What is being asked:
Look through the entries below and report every line that has "trait".

Records supplied:
******************************

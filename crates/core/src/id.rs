//! Strongly-typed identifiers.

use core::str::FromStr;
use serde::{Deserialize, Serialize};
use uuid::Uuid;

use crate::error::BouncerError;

/// Identifier of a stored role.
#[derive(Debug, Copy, Clone, PartialEq, Eq, PartialOrd, Ord, Hash, Serialize, Deserialize)]
#[serde(transparent)]
pub struct RoleId(u64);

/// Identifier of a stored ability.
#[derive(Debug, Copy, Clone, PartialEq, Eq, PartialOrd, Ord, Hash, Serialize, Deserialize)]
#[serde(transparent)]
pub struct AbilityId(u64);

macro_rules! impl_row_id {
    ($t:ty, $name:literal) => {
        impl $t {
            /// Wrap a store-assigned row identifier.
            pub const fn new(raw: u64) -> Self {
                Self(raw)
            }

            pub const fn get(self) -> u64 {
                self.0
            }
        }

        impl core::fmt::Display for $t {
            fn fmt(&self, f: &mut core::fmt::Formatter<'_>) -> core::fmt::Result {
                core::fmt::Display::fmt(&self.0, f)
            }
        }

        impl From<u64> for $t {
            fn from(value: u64) -> Self {
                Self(value)
            }
        }

        impl From<$t> for u64 {
            fn from(value: $t) -> Self {
                value.0
            }
        }

        impl FromStr for $t {
            type Err = BouncerError;

            fn from_str(s: &str) -> Result<Self, Self::Err> {
                let raw = s
                    .parse::<u64>()
                    .map_err(|e| BouncerError::invalid_reference(format!("{}: {}", $name, e)))?;
                Ok(Self(raw))
            }
        }
    };
}

impl_row_id!(RoleId, "RoleId");
impl_row_id!(AbilityId, "AbilityId");

/// Identity of an application model instance: its type plus its identifier.
///
/// Subjects (users, service accounts, ...) and ability targets are both
/// referred to by a `ModelKey`; the authorization layer never loads the
/// model itself.
#[derive(Debug, Clone, PartialEq, Eq, PartialOrd, Ord, Hash, Serialize, Deserialize)]
pub struct ModelKey {
    pub kind: String,
    pub id: String,
}

impl ModelKey {
    pub fn new(kind: impl Into<String>, id: impl Into<String>) -> Self {
        Self {
            kind: kind.into(),
            id: id.into(),
        }
    }

    /// Key for a freshly created model with a time-ordered UUIDv7 identifier.
    ///
    /// Prefer passing explicit identifiers in tests that assert on them.
    pub fn generate(kind: impl Into<String>) -> Self {
        Self::new(kind, Uuid::now_v7().to_string())
    }
}

impl core::fmt::Display for ModelKey {
    fn fmt(&self, f: &mut core::fmt::Formatter<'_>) -> core::fmt::Result {
        write!(f, "{}#{}", self.kind, self.id)
    }
}
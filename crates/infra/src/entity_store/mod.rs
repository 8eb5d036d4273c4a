//! Entity store boundary.
//!
//! The authorization layer consumes this abstraction for durable storage of
//! roles, abilities and the relations between authorities and them. Only an
//! in-memory implementation ships here; database-backed stores implement the
//! same trait.

pub mod in_memory;
pub mod r#trait;

pub use in_memory::InMemoryEntityStore;
pub use r#trait::{EntityStore, Owner, Relation, RelationEntry, SyncChanges};
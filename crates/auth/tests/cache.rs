use std::collections::BTreeSet;
use std::sync::{Arc, Mutex};

use bouncer_auth::Bouncer;
use bouncer_core::{Ability, AbilityId, AbilityKey, ModelKey, Role, RoleId, StoreResult};
use bouncer_infra::{EntityStore, InMemoryEntityStore, Owner, Relation, RelationEntry, SyncChanges};

type Hook = Box<dyn FnOnce() + Send>;

/// In-memory store that runs a one-shot hook right after a subject's allowed
/// abilities have been read, i.e. while a decision is being computed.
#[derive(Default)]
struct InterleavingStore {
    inner: InMemoryEntityStore,
    after_abilities_read: Mutex<Option<Hook>>,
}

impl InterleavingStore {
    fn arm(&self, hook: Hook) {
        if let Ok(mut slot) = self.after_abilities_read.lock() {
            *slot = Some(hook);
        }
    }
}

impl EntityStore for InterleavingStore {
    fn find_role(&self, id: RoleId) -> StoreResult<Option<Role>> {
        self.inner.find_role(id)
    }
    fn find_role_by_name(&self, name: &str) -> StoreResult<Option<Role>> {
        self.inner.find_role_by_name(name)
    }
    fn create_role(&self, name: &str, title: Option<&str>) -> StoreResult<Role> {
        self.inner.create_role(name, title)
    }
    fn find_ability(&self, id: AbilityId) -> StoreResult<Option<Ability>> {
        self.inner.find_ability(id)
    }
    fn find_ability_by_key(&self, key: &AbilityKey) -> StoreResult<Option<Ability>> {
        self.inner.find_ability_by_key(key)
    }
    fn create_ability(&self, key: &AbilityKey, title: Option<&str>) -> StoreResult<Ability> {
        self.inner.create_ability(key, title)
    }
    fn related(&self, owner: &Owner, relation: Relation) -> StoreResult<Vec<RelationEntry>> {
        let rows = self.inner.related(owner, relation)?;
        if matches!(owner, Owner::Subject(_)) && relation == Relation::Abilities {
            let hook = self
                .after_abilities_read
                .lock()
                .ok()
                .and_then(|mut slot| slot.take());
            if let Some(hook) = hook {
                hook();
            }
        }
        Ok(rows)
    }
    fn attach(&self, owner: &Owner, relation: Relation, targets: &[u64]) -> StoreResult<usize> {
        self.inner.attach(owner, relation, targets)
    }
    fn detach(&self, owner: &Owner, relation: Relation, targets: &[u64]) -> StoreResult<usize> {
        self.inner.detach(owner, relation, targets)
    }
    fn sync_relation(
        &self,
        owner: &Owner,
        relation: Relation,
        targets: &BTreeSet<u64>,
    ) -> StoreResult<SyncChanges> {
        self.inner.sync_relation(owner, relation, targets)
    }
    fn subjects_with_role(&self, role: RoleId) -> StoreResult<Vec<ModelKey>> {
        self.inner.subjects_with_role(role)
    }
}

#[test]
fn grants_landing_mid_check_are_not_shadowed_by_the_cache() -> anyhow::Result<()> {
    bouncer_observability::tracing::init_for_tests();
    let store = Arc::new(InterleavingStore::default());
    let reader = Bouncer::from_shared(Arc::clone(&store));
    let alice = ModelKey::new("User", "alice");

    let writer = reader.clone();
    let subject = alice.clone();
    store.arm(Box::new(move || {
        writer
            .allow(&subject)
            .to(["edit-site"])
            .expect("concurrent grant");
    }));

    let first = reader.check(&alice).allows("edit-site")?;
    assert!(!first);
    assert!(reader.cache().is_empty());

    assert!(reader.check(&alice).allows("edit-site")?);
    assert_eq!(reader.cache().len(), 1);
    Ok(())
}

#[test]
fn reads_without_interleaved_writes_are_cached() -> anyhow::Result<()> {
    let store = Arc::new(InterleavingStore::default());
    let bouncer = Bouncer::from_shared(Arc::clone(&store));
    let alice = ModelKey::new("User", "alice");

    bouncer.allow(&alice).to(["edit-site"])?;
    assert!(bouncer.check(&alice).allows("edit-site")?);
    assert_eq!(bouncer.cache().len(), 1);
    Ok(())
}
//! `bouncer-auth`: role-and-ability authorization.
//!
//! Decision logic only: storage is an [`EntityStore`](bouncer_infra::EntityStore)
//! collaborator and nothing here knows about HTTP.

pub mod authorize;
pub mod bouncer;
pub mod cache;
pub mod config;
pub mod grants;
pub mod reference;
pub mod registry;
mod roles;

pub use authorize::{Explanation, MatchedGrant, Verdict};
pub use bouncer::{Bouncer, Gate, RoleCheck};
pub use cache::DecisionCache;
pub use config::{BouncerConfig, ConfigError, Precedence};
pub use grants::{Assignment, Grants, Retraction, SyncGrants};
pub use reference::{AbilityRef, AuthorityRef, RoleRef};
pub use registry::AbilityRegistry;
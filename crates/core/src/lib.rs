//! `bouncer-core`: authorization domain building blocks.
//!
//! Identifiers, roles, abilities and the error model. No storage and no
//! decision logic live here.

pub mod entity;
pub mod error;
pub mod id;
pub mod model;

pub use entity::Model;
pub use error::{BouncerError, BouncerResult, StoreError, StoreResult};
pub use id::{AbilityId, ModelKey, RoleId};
pub use model::{Ability, AbilityKey, AbilityScope, Role, Target, WILDCARD};
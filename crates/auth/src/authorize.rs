//! Authorization evaluator.
//!
//! Combines a subject's own grants with those of its roles, weighs allows
//! against forbids and produces a decision, optionally with an explanation.

use serde::Serialize;

use bouncer_core::{Ability, AbilityId, AbilityKey, BouncerResult, ModelKey, Role, RoleId, Target};
use bouncer_infra::{EntityStore, Owner, Relation};

use crate::Precedence;

/// A grant row with its ability loaded.
#[derive(Debug, Clone)]
struct Grant {
    authority: Owner,
    ability: Ability,
}

/// Everything a subject holds, directly or through roles.
#[derive(Debug, Clone, Default)]
pub(crate) struct Holdings {
    pub roles: Vec<Role>,
    allowed: Vec<Grant>,
    forbidden: Vec<Grant>,
}

impl Holdings {
    pub fn allowed_abilities(&self) -> impl Iterator<Item = &Ability> {
        self.allowed.iter().map(|g| &g.ability)
    }

    pub fn forbidden_abilities(&self) -> impl Iterator<Item = &Ability> {
        self.forbidden.iter().map(|g| &g.ability)
    }
}

/// Outcome of weighing matched grants.
#[derive(Debug, Copy, Clone, PartialEq, Eq, Serialize)]
#[serde(rename_all = "snake_case")]
pub enum Verdict {
    Granted,
    /// No allow matched.
    NoGrant,
    /// An allow matched but a forbid that it does not override also matched.
    Forbidden,
}

impl Verdict {
    pub fn is_granted(self) -> bool {
        self == Verdict::Granted
    }
}

/// Load the subject's roles and every grant held by the subject or those roles.
pub(crate) fn holdings<S>(store: &S, subject: &ModelKey) -> BouncerResult<Holdings>
where
    S: EntityStore + ?Sized,
{
    let owner = Owner::Subject(subject.clone());
    let mut roles = Vec::new();
    for entry in store.related(&owner, Relation::Roles)? {
        if let Some(role) = store.find_role(RoleId::new(entry.target))? {
            roles.push(role);
        }
    }

    let mut authorities = vec![owner];
    authorities.extend(roles.iter().map(|r| Owner::Role(r.id)));

    let mut holdings = Holdings {
        roles,
        ..Holdings::default()
    };
    for authority in authorities {
        holdings
            .allowed
            .extend(load_grants(store, &authority, Relation::Abilities)?);
        holdings
            .forbidden
            .extend(load_grants(store, &authority, Relation::ForbiddenAbilities)?);
    }
    Ok(holdings)
}

fn load_grants<S>(store: &S, authority: &Owner, relation: Relation) -> BouncerResult<Vec<Grant>>
where
    S: EntityStore + ?Sized,
{
    let mut grants = Vec::new();
    for entry in store.related(authority, relation)? {
        if let Some(ability) = store.find_ability(AbilityId::new(entry.target))? {
            grants.push(Grant {
                authority: authority.clone(),
                ability,
            });
        }
    }
    Ok(grants)
}

/// Whether some allow in `allowed` overrides `forbid`.
///
/// An allow overrides a forbid when it is strictly more specific. A forbid on
/// everything is only overridden by an allow of the same authority: a role's
/// grant never lifts a subject-wide ban, and the other way round.
fn overridden(forbid: &Grant, allowed: &[&Grant]) -> bool {
    let floor = forbid.ability.specificity();
    allowed.iter().any(|allow| {
        allow.ability.specificity() > floor
            && (!forbid.ability.is_everything() || allow.authority == forbid.authority)
    })
}

fn weigh(allowed: &[&Grant], forbidden: &[&Grant], precedence: Precedence) -> Verdict {
    if allowed.is_empty() {
        return Verdict::NoGrant;
    }
    let denied = match precedence {
        Precedence::ForbidWins => !forbidden.is_empty(),
        Precedence::MostSpecific => forbidden.iter().any(|f| !overridden(f, allowed)),
    };
    if denied {
        Verdict::Forbidden
    } else {
        Verdict::Granted
    }
}

/// Decide whether `holdings` permit `ability` on `target`.
pub(crate) fn decide(
    holdings: &Holdings,
    ability: &str,
    target: Option<&Target>,
    precedence: Precedence,
) -> Verdict {
    weigh(
        &matching(&holdings.allowed, ability, target),
        &matching(&holdings.forbidden, ability, target),
        precedence,
    )
}

fn matching<'a>(grants: &'a [Grant], ability: &str, target: Option<&Target>) -> Vec<&'a Grant> {
    grants
        .iter()
        .filter(|g| g.ability.matches(ability, target))
        .collect()
}

// ─────────────────────────────────────────────────────────────────────────────
// Authorization Explanation (Audit Trail)
// ─────────────────────────────────────────────────────────────────────────────

/// Detailed explanation of an authorization decision.
#[derive(Debug, Clone, Serialize)]
pub struct Explanation {
    pub subject: ModelKey,
    pub ability: String,
    pub target: Option<Target>,
    pub verdict: Verdict,
    pub granted: bool,

    /// Human-readable reason for the decision.
    pub reason: String,

    /// Names of the roles the subject holds.
    pub roles: Vec<String>,

    /// Matching allow grants and where they come from.
    pub allowed_by: Vec<MatchedGrant>,

    /// Matching forbid grants and where they come from.
    pub forbidden_by: Vec<MatchedGrant>,
}

#[derive(Debug, Clone, PartialEq, Eq, Serialize)]
pub struct MatchedGrant {
    pub authority: Owner,
    pub ability: AbilityKey,
}

impl Explanation {
    pub fn to_json(&self) -> serde_json::Value {
        serde_json::to_value(self).unwrap_or(serde_json::Value::Null)
    }
}

pub(crate) fn explain(
    holdings: &Holdings,
    subject: &ModelKey,
    ability: &str,
    target: Option<&Target>,
    precedence: Precedence,
) -> Explanation {
    let matched = |grants: &[Grant]| -> Vec<MatchedGrant> {
        grants
            .iter()
            .filter(|g| g.ability.matches(ability, target))
            .map(|g| MatchedGrant {
                authority: g.authority.clone(),
                ability: g.ability.key(),
            })
            .collect()
    };
    let allowed_by = matched(&holdings.allowed);
    let forbidden_by = matched(&holdings.forbidden);
    let verdict = decide(holdings, ability, target, precedence);

    let describe = |grants: &[MatchedGrant]| -> String {
        grants
            .iter()
            .map(|g| format!("'{}' via {}", g.ability, g.authority))
            .collect::<Vec<_>>()
            .join(", ")
    };
    let reason = match verdict {
        Verdict::Granted => format!("allowed by {}", describe(&allowed_by)),
        Verdict::NoGrant => format!("no grant matches '{ability}'"),
        Verdict::Forbidden => format!(
            "forbidden by {} (overrides {})",
            describe(&forbidden_by),
            describe(&allowed_by)
        ),
    };

    Explanation {
        subject: subject.clone(),
        ability: ability.to_string(),
        target: target.cloned(),
        verdict,
        granted: verdict.is_granted(),
        reason,
        roles: holdings.roles.iter().map(|r| r.name.clone()).collect(),
        allowed_by,
        forbidden_by,
    }
}

#[cfg(test)]
mod tests {
    use chrono::Utc;

    use bouncer_core::{AbilityScope, WILDCARD};

    use super::*;

    fn ability(id: u64, name: &str, scope: AbilityScope) -> Ability {
        Ability {
            id: AbilityId::new(id),
            name: name.to_string(),
            scope,
            title: None,
            created_at: Utc::now(),
        }
    }

    fn grant(ability: Ability) -> Grant {
        Grant {
            authority: Owner::Subject(ModelKey::new("User", "1")),
            ability,
        }
    }

    fn role_grant(ability: Ability) -> Grant {
        Grant {
            authority: Owner::Role(RoleId::new(1)),
            ability,
        }
    }

    fn everything() -> Ability {
        ability(1, WILDCARD, AbilityScope::Everything)
    }

    fn holdings(allowed: Vec<Ability>, forbidden: Vec<Ability>) -> Holdings {
        Holdings {
            roles: Vec::new(),
            allowed: allowed.into_iter().map(grant).collect(),
            forbidden: forbidden.into_iter().map(grant).collect(),
        }
    }

    #[test]
    fn forbid_overrides_everything() {
        let edit = ability(2, "edit-site", AbilityScope::Unscoped);
        let h = holdings(vec![everything()], vec![edit]);

        assert_eq!(
            decide(&h, "edit-site", None, Precedence::MostSpecific),
            Verdict::Forbidden
        );
        assert_eq!(
            decide(&h, "access-dashboard", None, Precedence::MostSpecific),
            Verdict::Granted
        );
    }

    #[test]
    fn forbid_wins_at_equal_specificity() {
        let edit = ability(2, "edit-site", AbilityScope::Unscoped);
        let h = holdings(vec![edit.clone()], vec![edit]);
        assert_eq!(decide(&h, "edit-site", None, Precedence::MostSpecific), Verdict::Forbidden);
    }

    #[test]
    fn specific_allow_beats_forbidden_everything_unless_forbid_wins() {
        let edit = ability(2, "edit-site", AbilityScope::Unscoped);
        let h = holdings(vec![edit], vec![everything()]);

        assert_eq!(decide(&h, "edit-site", None, Precedence::MostSpecific), Verdict::Granted);
        assert_eq!(decide(&h, "edit-site", None, Precedence::ForbidWins), Verdict::Forbidden);
        assert_eq!(decide(&h, "ban-users", None, Precedence::MostSpecific), Verdict::NoGrant);
    }

    #[test]
    fn forbidden_everything_is_only_lifted_by_the_same_authority() {
        let edit = ability(2, "edit-site", AbilityScope::Unscoped);

        let banned_subject = Holdings {
            roles: Vec::new(),
            allowed: vec![role_grant(edit.clone())],
            forbidden: vec![grant(everything())],
        };
        assert_eq!(
            decide(&banned_subject, "edit-site", None, Precedence::MostSpecific),
            Verdict::Forbidden
        );

        let banned_role = Holdings {
            roles: Vec::new(),
            allowed: vec![grant(edit)],
            forbidden: vec![role_grant(everything())],
        };
        assert_eq!(
            decide(&banned_role, "edit-site", None, Precedence::MostSpecific),
            Verdict::Forbidden
        );
    }

    #[test]
    fn finer_allows_lift_scoped_forbids_across_authorities() {
        let post = ModelKey::new("Post", "9");
        let class_forbid = ability(2, "edit", AbilityScope::Class { kind: "Post".into() });
        let instance_allow = ability(3, "edit", AbilityScope::Instance { model: post.clone() });
        let h = Holdings {
            roles: Vec::new(),
            allowed: vec![grant(instance_allow)],
            forbidden: vec![role_grant(class_forbid)],
        };

        let on_post = Target::Instance(post);
        assert!(decide(&h, "edit", Some(&on_post), Precedence::MostSpecific).is_granted());
    }

    #[test]
    fn instance_allow_beats_class_forbid() {
        let post = ModelKey::new("Post", "9");
        let class_forbid = ability(2, "edit", AbilityScope::Class { kind: "Post".into() });
        let instance_allow = ability(3, "edit", AbilityScope::Instance { model: post.clone() });
        let h = holdings(vec![instance_allow], vec![class_forbid]);

        let on_post = Target::Instance(post);
        let on_other = Target::Instance(ModelKey::new("Post", "10"));
        assert!(decide(&h, "edit", Some(&on_post), Precedence::MostSpecific).is_granted());
        assert_eq!(
            decide(&h, "edit", Some(&on_other), Precedence::MostSpecific),
            Verdict::NoGrant
        );
    }

    #[test]
    fn explanation_lists_matching_grants() {
        let edit = ability(2, "edit-site", AbilityScope::Unscoped);
        let h = holdings(vec![everything()], vec![edit]);
        let user = ModelKey::new("User", "1");

        let explanation = explain(&h, &user, "edit-site", None, Precedence::MostSpecific);

        assert!(!explanation.granted);
        assert_eq!(explanation.allowed_by.len(), 1);
        assert_eq!(explanation.forbidden_by[0].ability, AbilityKey::unscoped("edit-site"));
        assert!(explanation.reason.starts_with("forbidden by 'edit-site' via subject User#1"));

        let json = explanation.to_json();
        assert_eq!(json["verdict"], "forbidden");
        assert_eq!(json["ability"], "edit-site");
    }
}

******************************

Exercise solution:
//! same trait.
pub mod r#trait;
pub use r#trait::{EntityStore, Owner, Relation, RelationEntry, SyncChanges};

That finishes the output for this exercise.